⟨

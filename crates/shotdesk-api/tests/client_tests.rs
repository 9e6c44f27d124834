// Copyright 2026 Phillip Cloud
// Licensed under the Apache License, Version 2.0

use anyhow::{Result, anyhow};
use shotdesk_api::Client;
use shotdesk_app::{
    FilterField, FilterState, NewProject, ProjectId, RosterError, RosterResult, ShotId,
    ShotStatus, ShotUpdate, build_group_query, build_query,
};
use std::io::Read;
use std::thread::{self, JoinHandle};
use std::time::Duration;
use tiny_http::{Header, Response, Server};

struct Exchange {
    method: &'static str,
    url: &'static str,
    status: u16,
    body: &'static str,
}

/// Serves the scripted exchanges in order and returns the request bodies.
fn mock_server(exchanges: Vec<Exchange>) -> Result<(String, JoinHandle<Vec<String>>)> {
    let server =
        Server::http("127.0.0.1:0").map_err(|error| anyhow!("start mock server: {error}"))?;
    let addr = format!("http://{}", server.server_addr());

    let handle = thread::spawn(move || {
        let mut bodies = Vec::new();
        for exchange in exchanges {
            let mut request = server.recv().expect("request expected");
            assert_eq!(request.method().as_str(), exchange.method);
            assert_eq!(request.url(), exchange.url);
            let mut body = String::new();
            request
                .as_reader()
                .read_to_string(&mut body)
                .expect("read request body");
            bodies.push(body);
            let response = Response::from_string(exchange.body)
                .with_status_code(exchange.status)
                .with_header(
                    Header::from_bytes("Content-Type", "application/json")
                        .expect("valid content type header"),
                );
            request.respond(response).expect("response should succeed");
        }
        bodies
    });
    Ok((addr, handle))
}

fn client(addr: &str) -> Result<Client> {
    Client::new(addr, Duration::from_secs(2))
}

#[test]
fn new_rejects_empty_and_invalid_base_urls() {
    assert!(Client::new("  ", Duration::from_secs(1)).is_err());
    assert!(Client::new("not a url", Duration::from_secs(1)).is_err());
    let client = Client::new("http://studio.local:5000/", Duration::from_secs(1))
        .expect("client should initialize");
    assert_eq!(client.base_url(), "http://studio.local:5000");
    assert_eq!(
        client.thumbnail_url(ShotId::new(12)),
        "http://studio.local:5000/api/shot_thumb/12"
    );
}

#[test]
fn unreachable_server_is_a_network_error() {
    let client = Client::new("http://127.0.0.1:1", Duration::from_millis(50))
        .expect("client should initialize");
    let error = client.session().expect_err("nothing listens on port 1");
    assert!(matches!(error, RosterError::Network { status: None, .. }));
    assert!(error.to_string().contains("cannot reach"));
}

#[test]
fn list_shots_sends_repeated_status_params_and_classifies() -> Result<()> {
    let (addr, handle) = mock_server(vec![
        Exchange {
            method: "GET",
            url: "/api/projects/3/shots?reel=010&status=Final&status=Approved",
            status: 200,
            body: r#"[{"id":1,"project_id":3,"code":"SEQ_010_comp","status":"Final","assigned_to":"","due_date":"","plate_path":"","mov_path":"","exr_path":"","version":"V002","nuke_path":"","description":"","start_date":""}]"#,
        },
        Exchange {
            method: "GET",
            url: "/api/projects/3/shots?group_by=reel",
            status: 200,
            body: r#"[{"reel":"010","count":2},{"reel":"020","count":1}]"#,
        },
    ])?;

    let client = client(&addr)?;
    let mut filters = FilterState::default();
    filters.set_field(FilterField::Reel, "010");
    filters.toggle_status(ShotStatus::Final);
    filters.toggle_status(ShotStatus::Approved);
    let flat = client.list_shots(&build_query(Some(ProjectId::new(3)), &filters)?)?;
    let RosterResult::Flat(shots) = flat else {
        panic!("expected flat roster");
    };
    assert_eq!(shots[0].version, "V002");

    let mut grouped = FilterState::default();
    grouped.set_group_mode(shotdesk_app::GroupMode::Reel);
    let groups = client.list_shots(&build_query(Some(ProjectId::new(3)), &grouped)?)?;
    assert!(matches!(groups, RosterResult::Grouped(groups) if groups.len() == 2));

    handle.join().expect("server thread should join");
    Ok(())
}

#[test]
fn non_json_roster_body_is_a_parse_error() -> Result<()> {
    let (addr, handle) = mock_server(vec![Exchange {
        method: "GET",
        url: "/api/projects/1/shots?reel=020",
        status: 200,
        body: "<html>login</html>",
    }])?;

    let error = client(&addr)?
        .list_group(&build_group_query(ProjectId::new(1), "020"))
        .expect_err("html is not a roster");
    assert!(matches!(error, RosterError::Parse(_)));

    handle.join().expect("server thread should join");
    Ok(())
}

#[test]
fn update_shot_sends_partial_fields_and_surfaces_server_error() -> Result<()> {
    let (addr, handle) = mock_server(vec![
        Exchange {
            method: "PUT",
            url: "/api/shots/4",
            status: 200,
            body: r#"{"id":4,"code":"SEQ_020_comp","status":"In Review"}"#,
        },
        Exchange {
            method: "PUT",
            url: "/api/shots/4",
            status: 403,
            body: r#"{"error":"forbidden"}"#,
        },
    ])?;

    let client = client(&addr)?;
    let shot = client.update_shot(ShotId::new(4), &ShotUpdate::status(ShotStatus::InReview))?;
    assert_eq!(shot.status, ShotStatus::InReview);

    let error = client
        .update_shot(ShotId::new(4), &ShotUpdate::assigned_to("mia"))
        .expect_err("forbidden");
    assert_eq!(error, RosterError::network(Some(403), "forbidden"));

    let bodies = handle.join().expect("server thread should join");
    assert_eq!(bodies[0], r#"{"status":"In Review"}"#);
    assert_eq!(bodies[1], r#"{"assigned_to":"mia"}"#);
    Ok(())
}

#[test]
fn bulk_delete_posts_all_ids_once() -> Result<()> {
    let (addr, handle) = mock_server(vec![Exchange {
        method: "POST",
        url: "/api/shots/bulk_delete",
        status: 200,
        body: r#"{"deleted":2}"#,
    }])?;

    let client = client(&addr)?;
    let deleted = client.bulk_delete(&[ShotId::new(5), ShotId::new(9)])?;
    assert_eq!(deleted, 2);
    assert!(client.bulk_delete(&[]).is_err());

    let bodies = handle.join().expect("server thread should join");
    assert_eq!(bodies, vec![r#"{"ids":[5,9]}"#.to_owned()]);
    Ok(())
}

#[test]
fn nuke_path_treats_404_and_blank_as_not_configured() -> Result<()> {
    let (addr, handle) = mock_server(vec![
        Exchange {
            method: "GET",
            url: "/api/shots/1/nuke_path",
            status: 200,
            body: r#"{"path":"/shows/lnd/Comp/010/SEQ_010_comp/SEQ_010_comp_comp_v001.nk"}"#,
        },
        Exchange {
            method: "GET",
            url: "/api/shots/2/nuke_path",
            status: 404,
            body: r#"{"path":""}"#,
        },
        Exchange {
            method: "GET",
            url: "/api/shots/3/nuke_path",
            status: 200,
            body: r#"{"path":""}"#,
        },
    ])?;

    let client = client(&addr)?;
    assert_eq!(
        client.nuke_path(ShotId::new(1))?.as_deref(),
        Some("/shows/lnd/Comp/010/SEQ_010_comp/SEQ_010_comp_comp_v001.nk")
    );
    assert_eq!(client.nuke_path(ShotId::new(2))?, None);
    assert_eq!(client.nuke_path(ShotId::new(3))?, None);

    handle.join().expect("server thread should join");
    Ok(())
}

#[test]
fn generate_comp_returns_path_or_reason() -> Result<()> {
    let (addr, handle) = mock_server(vec![
        Exchange {
            method: "POST",
            url: "/api/shots/7/generate_comp",
            status: 200,
            body: r#"{"created":true,"path":"/shows/Comp/020/S_020/S_020_comp_v002.nk"}"#,
        },
        Exchange {
            method: "POST",
            url: "/api/shots/8/generate_comp",
            status: 400,
            body: r#"{"error":"project folder_path not configured"}"#,
        },
    ])?;

    let client = client(&addr)?;
    assert_eq!(
        client.generate_comp(ShotId::new(7))?,
        "/shows/Comp/020/S_020/S_020_comp_v002.nk"
    );
    let error = client
        .generate_comp(ShotId::new(8))
        .expect_err("no folder configured");
    assert_eq!(
        error.to_string(),
        "server returned 400: project folder_path not configured"
    );

    handle.join().expect("server thread should join");
    Ok(())
}

#[test]
fn comment_round_trip_hits_shot_and_comment_routes() -> Result<()> {
    let (addr, handle) = mock_server(vec![
        Exchange {
            method: "POST",
            url: "/api/shots/3/comments",
            status: 201,
            body: r#"{"id":11,"shot_id":3,"author":"lead","author_role":"supervisor","text":"more grain","created_at":"2026-03-01T10:00:00"}"#,
        },
        Exchange {
            method: "PUT",
            url: "/api/comments/11",
            status: 200,
            body: r#"{"id":11,"shot_id":3,"author":"lead","author_role":null,"text":"less grain","created_at":"2026-03-01T10:00:00"}"#,
        },
        Exchange {
            method: "GET",
            url: "/api/shots/3/comments",
            status: 200,
            body: r#"[{"id":11,"shot_id":3,"author":"lead","author_role":"supervisor","text":"less grain","created_at":"2026-03-01T10:00:00"}]"#,
        },
        Exchange {
            method: "DELETE",
            url: "/api/comments/11",
            status: 200,
            body: r#"{"ok":true}"#,
        },
    ])?;

    let client = client(&addr)?;
    let added = client.add_comment(ShotId::new(3), "more grain")?;
    let edited = client.update_comment(added.id, "less grain")?;
    assert_eq!(edited.author_role, "");
    let thread = client.list_comments(ShotId::new(3))?;
    assert_eq!(thread.len(), 1);
    assert_eq!(thread[0].text, "less grain");
    client.delete_comment(added.id)?;

    let bodies = handle.join().expect("server thread should join");
    assert_eq!(bodies[0], r#"{"text":"more grain"}"#);
    Ok(())
}

#[test]
fn session_and_projects_decode() -> Result<()> {
    let (addr, handle) = mock_server(vec![
        Exchange {
            method: "GET",
            url: "/api/session",
            status: 200,
            body: r#"{"logged_in":true,"username":"lead","role":"supervisor","display_name":"Lead"}"#,
        },
        Exchange {
            method: "GET",
            url: "/api/projects",
            status: 200,
            body: r#"[{"id":1,"name":"Landfall","short":"LND","start_date":"","details_text":"","folder_path":null}]"#,
        },
    ])?;

    let client = client(&addr)?;
    assert_eq!(client.session()?.label(), "lead (supervisor)");
    let projects = client.list_projects()?;
    assert_eq!(projects[0].short, "LND");
    assert_eq!(projects[0].folder_path, "");

    handle.join().expect("server thread should join");
    Ok(())
}

#[test]
fn create_project_posts_the_form_and_surfaces_refusal() -> Result<()> {
    let (addr, handle) = mock_server(vec![
        Exchange {
            method: "POST",
            url: "/api/projects",
            status: 201,
            body: r#"{"id":5,"name":"Harbor","short":"HARBOR","start_date":"2026-03-02","details_text":"","folder_path":""}"#,
        },
        Exchange {
            method: "POST",
            url: "/api/projects",
            status: 403,
            body: r#"{"error":"forbidden"}"#,
        },
    ])?;

    let client = client(&addr)?;
    let form = NewProject::new("Harbor", "2026-03-02");
    let created = client.create_project(&form)?;
    assert_eq!(created.id, ProjectId::new(5));
    assert_eq!(created.short, "HARBOR");

    let error = client
        .create_project(&form)
        .expect_err("artists cannot create projects");
    assert_eq!(error, RosterError::network(Some(403), "forbidden"));

    let bodies = handle.join().expect("server thread should join");
    assert_eq!(bodies[0], r#"{"name":"Harbor","start_date":"2026-03-02"}"#);
    Ok(())
}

⟩

> **Exercise requirements**
Find and copy each line of the data where "Approved" is present.

> **Answer for the task**
            url: "/api/projects/3/shots?reel=010&status=Final&status=Approved",
    filters.toggle_status(ShotStatus::Approved);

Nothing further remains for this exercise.